Cultural Memory and Secondhand Interpretation - Le Donne

In reply to this post, Bill asks:
1. Isn't "tradition" (the oral transmission of Gospel material) a *form* of social or collective memory? What's the crucial distinction here?
2. I agree that eyewitnesses are rarely perfect, and thus hardly proof of accuracy, but do you agree or disagree that first hand memory is generally more accurate than second or third hand information?
3. Same question as 2, but I want to say, "first hand journalism" instead of memory. Just for hypothetical grins.
The short answer to number one is that "tradition" is the default way to think about what we might call cultural memory. But this default position is a concept that is far too rigid to communicate how cultural memory functions within a society (or as it intersects with autobiographical memories). At the risk of oversimplifying, tradition (how biblical scholars use this concept) is a calcified and surface-level aspect of cultural memory. Tradition might not render explicit the standard ways of interpreting a culturally defining episode, for example. The concept of cultural memory allows much more fluidity and creativity into the discussion. Werner Kelber has suggested that we should just stop using the word "tradition" when it comes to the Gospels.  I'd like to keep it around a while longer, but point out the differences between tradition and cultural memory... as I kind of just did.
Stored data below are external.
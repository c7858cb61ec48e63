//! Message protocol definitions
//!
//! JSON-based bidirectional message protocol using Serde's tagged enum
//! for type-safe serialization/deserialization.

use serde::{Deserialize, Serialize};

use crate::error::AppError;
use crate::types::ClientId;

/// Maximum display name length (characters)
pub const MAX_DISPLAY_NAME_LEN: usize = 32;
/// Maximum interest tag length (characters)
pub const MAX_INTEREST_LEN: usize = 64;
/// Maximum chat body length (characters)
pub const MAX_BODY_LEN: usize = 2000;
/// Maximum room id length (characters)
pub const MAX_ROOM_ID_LEN: usize = 128;

/// Client → Server message
///
/// All messages from client to server. Uses tagged enum with snake_case naming.
#[derive(Debug, Deserialize)]
#[serde(tag = "type", rename_all = "snake_case")]
pub enum ClientMessage {
    /// Ask to be paired with someone sharing `interest`
    Join {
        display_name: String,
        interest: String,
    },
    /// Send a chat message into a room
    Chat {
        room_id: String,
        display_name: String,
        body: String,
    },
    /// Leave a room
    LeaveRoom { room_id: String },
}

impl ClientMessage {
    /// Check payload shape before it reaches the server actor
    pub fn validate(&self) -> Result<(), AppError> {
        match self {
            ClientMessage::Join {
                display_name,
                interest,
            } => {
                check_field("display_name", display_name, MAX_DISPLAY_NAME_LEN)?;
                check_field("interest", interest, MAX_INTEREST_LEN)
            }
            ClientMessage::Chat {
                room_id,
                display_name,
                body,
            } => {
                check_field("room_id", room_id, MAX_ROOM_ID_LEN)?;
                check_field("display_name", display_name, MAX_DISPLAY_NAME_LEN)?;
                check_field("body", body, MAX_BODY_LEN)
            }
            ClientMessage::LeaveRoom { room_id } => check_field("room_id", room_id, MAX_ROOM_ID_LEN),
        }
    }
}

fn check_field(field: &'static str, value: &str, max: usize) -> Result<(), AppError> {
    if value.trim().is_empty() {
        return Err(AppError::EmptyField(field));
    }
    if value.chars().count() > max {
        return Err(AppError::FieldTooLong { field, max });
    }
    Ok(())
}

/// Server → Client message
///
/// All messages from server to client. Uses tagged enum with snake_case naming.
#[derive(Debug, Clone, PartialEq, Serialize)]
#[serde(tag = "type", rename_all = "snake_case")]
pub enum ServerMessage {
    /// Connection successful, client ID issued
    Connected { client_id: String },
    /// No partner yet, queued under `interest`
    Waiting { interest: String },
    /// Paired with a partner in a new room
    Matched { room_id: String, partner: String },
    /// Chat message received (also used for system notices)
    Chat { display_name: String, body: String },
    /// The other room member left or lost connection
    PartnerDisconnected,
    /// Error occurred
    Error { code: ErrorCode, message: String },
}

/// An outbound message addressed to one client
///
/// Matchmaking and room operations never touch channels directly; they
/// append deliveries in the order clients must observe them.
#[derive(Debug, Clone, PartialEq)]
pub struct Delivery {
    pub to: ClientId,
    pub message: ServerMessage,
}

impl Delivery {
    pub fn new(to: ClientId, message: ServerMessage) -> Self {
        Self { to, message }
    }
}

/// Error codes for ServerMessage::Error
///
/// Represents different error scenarios that can be communicated to clients.
#[derive(Debug, Clone, PartialEq, Serialize)]
#[serde(rename_all = "snake_case")]
pub enum ErrorCode {
    /// Join while already queued
    AlreadyWaiting,
    /// Join while already in a room
    AlreadyInRoom,
    /// Invalid message format
    InvalidMessage,
}

/// Convert AppError to ServerMessage for client notification
impl From<AppError> for ServerMessage {
    fn from(err: AppError) -> Self {
        let (code, message) = match &err {
            AppError::AlreadyWaiting => (
                ErrorCode::AlreadyWaiting,
                "You are already waiting for a partner".to_string(),
            ),
            AppError::AlreadyInRoom => {
                (ErrorCode::AlreadyInRoom, "You are already in a room".to_string())
            }
            AppError::EmptyField(_) | AppError::FieldTooLong { .. } => {
                (ErrorCode::InvalidMessage, err.to_string())
            }
            AppError::Json(e) => {
                (ErrorCode::InvalidMessage, format!("Invalid message format: {}", e))
            }
            // Fatal errors are not typically converted (connection closes)
            _ => (ErrorCode::InvalidMessage, "Internal error".to_string()),
        };
        ServerMessage::Error { code, message }
    }
}
//! ChatServer Actor implementation
//!
//! The central actor that owns all state: the connection registry and the
//! lobby (waiting pool + rooms). Commands are processed one at a time, so a
//! join's lookup-then-match-or-enqueue can never interleave with another.
//!
//! The actor never waits on a client: outbound messages are queued with
//! `try_send`, and a client whose channel is full is dropped and cleaned up
//! as if it had disconnected.

use std::collections::{HashMap, VecDeque};

use tokio::sync::{mpsc, oneshot};
use tracing::{debug, info, warn};

use crate::client::Client;
use crate::error::{AppError, SendError};
use crate::lobby::{Lobby, LobbyStats, Presence};
use crate::matchmaker::MatchResult;
use crate::message::{Delivery, ServerMessage};
use crate::types::{ClientId, RoomId};

/// Commands sent from handlers to the ChatServer actor
#[derive(Debug)]
pub enum ServerCommand {
    /// New client connected
    Connect {
        client_id: ClientId,
        sender: mpsc::Sender<ServerMessage>,
    },
    /// Client disconnected
    Disconnect { client_id: ClientId },
    /// Ask to be matched on an interest
    Join {
        client_id: ClientId,
        display_name: String,
        interest: String,
    },
    /// Send a chat message into a room
    Chat {
        client_id: ClientId,
        room_id: RoomId,
        display_name: String,
        body: String,
    },
    /// Leave a room
    LeaveRoom { client_id: ClientId, room_id: RoomId },
    /// Inbound message could not be decoded or validated
    Reject { client_id: ClientId, error: AppError },
    /// Operational query: where a client sits, plus the lobby counters.
    /// Answered in command order, so a reply also means every earlier
    /// command has been handled.
    Inspect {
        client_id: ClientId,
        reply: oneshot::Sender<(Presence, LobbyStats)>,
    },
    /// Operational query: global counters (used by the periodic stats log)
    Stats { reply: oneshot::Sender<ServerStats> },
}

/// Registry and lobby counters
#[derive(Debug, Clone, Copy, Default, PartialEq, Eq)]
pub struct ServerStats {
    pub clients: usize,
    pub waiting: usize,
    pub rooms: usize,
}

/// The main ChatServer actor
///
/// Manages all state and processes commands from client handlers.
pub struct ChatServer {
    /// All connected clients: ClientId -> Client
    clients: HashMap<ClientId, Client>,
    /// Waiting pool and active rooms
    lobby: Lobby,
    /// Command receiver channel
    receiver: mpsc::Receiver<ServerCommand>,
}

impl ChatServer {
    /// Create a new ChatServer with the given command receiver
    pub fn new(receiver: mpsc::Receiver<ServerCommand>) -> Self {
        Self::with_lobby(receiver, Lobby::new())
    }

    /// Create a ChatServer around an existing lobby
    pub fn with_lobby(receiver: mpsc::Receiver<ServerCommand>, lobby: Lobby) -> Self {
        Self {
            clients: HashMap::new(),
            lobby,
            receiver,
        }
    }

    /// Run the ChatServer event loop
    ///
    /// Continuously receives and processes commands until all senders are dropped.
    pub async fn run(mut self) {
        info!("ChatServer started");

        while let Some(cmd) = self.receiver.recv().await {
            self.handle_command(cmd);
        }

        info!("ChatServer shutting down");
    }

    /// Process a single command
    fn handle_command(&mut self, cmd: ServerCommand) {
        match cmd {
            ServerCommand::Connect { client_id, sender } => {
                self.handle_connect(client_id, sender);
            }
            ServerCommand::Disconnect { client_id } => {
                self.handle_disconnect(client_id);
            }
            ServerCommand::Join {
                client_id,
                display_name,
                interest,
            } => {
                self.handle_join(client_id, display_name, interest);
            }
            ServerCommand::Chat {
                client_id,
                room_id,
                display_name,
                body,
            } => {
                self.handle_chat(client_id, room_id, display_name, body);
            }
            ServerCommand::LeaveRoom { client_id, room_id } => {
                self.handle_leave_room(client_id, room_id);
            }
            ServerCommand::Reject { client_id, error } => {
                self.deliver(vec![Delivery::new(client_id, error.into())]);
            }
            ServerCommand::Inspect { client_id, reply } => {
                let _ = reply.send((self.lobby.presence(client_id), self.lobby.stats()));
            }
            ServerCommand::Stats { reply } => {
                let _ = reply.send(self.stats());
            }
        }
    }

    /// Handle new client connection
    fn handle_connect(&mut self, client_id: ClientId, sender: mpsc::Sender<ServerMessage>) {
        info!("Client {} connected", client_id);
        let client = Client::new(client_id, sender);
        self.clients.insert(client_id, client);
        self.log_counts();
    }

    /// Handle client disconnection
    fn handle_disconnect(&mut self, client_id: ClientId) {
        info!("Client {} disconnected", client_id);

        // Remove client first so nothing is queued for a dead channel
        self.clients.remove(&client_id);

        let mut out = Vec::new();
        self.lobby.on_disconnect(client_id, &mut out);
        self.deliver(out);

        self.log_counts();
    }

    /// Handle a join request
    fn handle_join(&mut self, client_id: ClientId, display_name: String, interest: String) {
        if !self.clients.contains_key(&client_id) {
            return;
        }

        let mut out = Vec::new();
        match self.lobby.join(client_id, display_name, interest, &mut out) {
            Ok(MatchResult::Matched { room_id, partner }) => {
                debug!("Client {} matched with '{}' in {}", client_id, partner, room_id);
            }
            Ok(MatchResult::Waiting) => {}
            Err(e) => {
                debug!("Join from {} rejected: {}", client_id, e);
                out.push(Delivery::new(client_id, e.into()));
            }
        }
        self.deliver(out);
    }

    /// Handle chat message
    fn handle_chat(
        &mut self,
        client_id: ClientId,
        room_id: RoomId,
        display_name: String,
        body: String,
    ) {
        if !self.clients.contains_key(&client_id) {
            return;
        }

        let mut out = Vec::new();
        self.lobby
            .relay(&room_id, client_id, &display_name, &body, &mut out);
        self.deliver(out);
    }

    /// Handle voluntary room leaving
    fn handle_leave_room(&mut self, client_id: ClientId, room_id: RoomId) {
        let mut out = Vec::new();
        if self.lobby.leave(&room_id, client_id, &mut out) {
            info!("Client {} left room {}", client_id, room_id);
        }
        self.deliver(out);
        self.log_counts();
    }

    /// Push queued deliveries to their clients, in order
    ///
    /// Deliveries to clients that are gone are dropped. A client whose
    /// channel is full is removed and scrubbed from the lobby; the
    /// resulting partner notices are delivered in the same pass.
    fn deliver(&mut self, out: Vec<Delivery>) {
        let mut pending: VecDeque<Delivery> = out.into();

        while let Some(Delivery { to, message }) = pending.pop_front() {
            let Some(client) = self.clients.get(&to) else {
                debug!("Dropping message for unknown client {}", to);
                continue;
            };

            match client.send(message) {
                Ok(()) => {}
                Err(SendError::Full) => {
                    warn!("Client {} is not reading, dropping it", to);
                    self.clients.remove(&to);

                    let mut cleanup = Vec::new();
                    self.lobby.on_disconnect(to, &mut cleanup);
                    pending.extend(cleanup);
                }
                Err(SendError::ChannelClosed) => {
                    debug!("Channel to {} already closed", to);
                }
            }
        }
    }

    fn stats(&self) -> ServerStats {
        let lobby = self.lobby.stats();
        ServerStats {
            clients: self.clients.len(),
            waiting: lobby.waiting,
            rooms: lobby.rooms,
        }
    }

    fn log_counts(&self) {
        let stats = self.stats();
        debug!(
            "Total clients: {}, waiting: {}, rooms: {}",
            stats.clients, stats.waiting, stats.rooms
        );
    }
}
On Bill's second point, firsthand memory is very valuable and can have an authoritative affect within the sphere of communicative memory (Aleida Assmann suggests that communicative memory is one to three generations of "living" memory). But firsthand memory is not always better than secondhand memory. Sometimes, a secondhand interpreter can have a more compelling and more plausible understanding of a figure/event. For example, Sherlock Holmes. Holmes knows what to select from an eyewitness testimony and interpret it "better". Yes, fictional... but totally awesome. If you'd like real examples, one might point to reinterpretations of black soldiery in the civil war. It took generations for historians to do a passable job with this data.  Within the Gospels, Matthew sometimes renders an event more plausibly than Mark because he understands contemporary Jewish categories better (e.g. Jesus' procession into Jerusalem). Just a few examples.

-anthony

5 comments:

  1. "I'd like to keep [ the term "tradition"] around a while longer, but point out the differences between tradition and cultural memory... as I kind of just did."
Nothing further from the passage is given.